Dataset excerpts
○ ○ ○ ○

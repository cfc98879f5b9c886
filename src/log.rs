//! The implementation of the `JITRA_LOG_*` environment variables.
//!
//! `JITRA_LOG_RA` selects a sink for register-allocation logging: `-` logs
//! to stderr, any other value is treated as a path to append to. When the
//! variable is unset, logging is disabled and the annotate phase is skipped
//! entirely.

use std::{env, fs::File, io::Write, sync::LazyLock};

static LOG_RA: LazyLock<Option<String>> = LazyLock::new(|| env::var("JITRA_LOG_RA").ok());

/// Is register-allocation logging enabled? The driver uses this to decide
/// whether the annotate phase is worth running at all.
pub(crate) fn should_log_ra() -> bool {
    LOG_RA.is_some()
}

pub(crate) fn log_ra(s: &str) {
    match LOG_RA.as_deref() {
        Some("-") => eprintln!("{s}"),
        Some(p) => {
            File::options()
                .append(true)
                .open(p)
                .map(|mut f| f.write_all(s.as_bytes()))
                .ok();
        }
        None => (),
    }
}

○ ○ ○ ○

-- Aim of the task --
Your task is to output the full set of records exactly as presented.

-- Solution --
repository cfc98879f5b9c886
filename src/log.rs
//! The implementation of the `JITRA_LOG_*` environment variables.
//!
//! `JITRA_LOG_RA` selects a sink for register-allocation logging: `-` logs
//! to stderr, any other value is treated as a path to append to. When the
//! variable is unset, logging is disabled and the annotate phase is skipped
//! entirely.

use std::{env, fs::File, io::Write, sync::LazyLock};

static LOG_RA: LazyLock<Option<String>> = LazyLock::new(|| env::var("JITRA_LOG_RA").ok());

/// Is register-allocation logging enabled? The driver uses this to decide
/// whether the annotate phase is worth running at all.
pub(crate) fn should_log_ra() -> bool {
    LOG_RA.is_some()
}

pub(crate) fn log_ra(s: &str) {
    match LOG_RA.as_deref() {
        Some("-") => eprintln!("{s}"),
        Some(p) => {
            File::options()
                .append(true)
                .open(p)
                .map(|mut f| f.write_all(s.as_bytes()))
                .ok();
        }
        None => (),
    }
}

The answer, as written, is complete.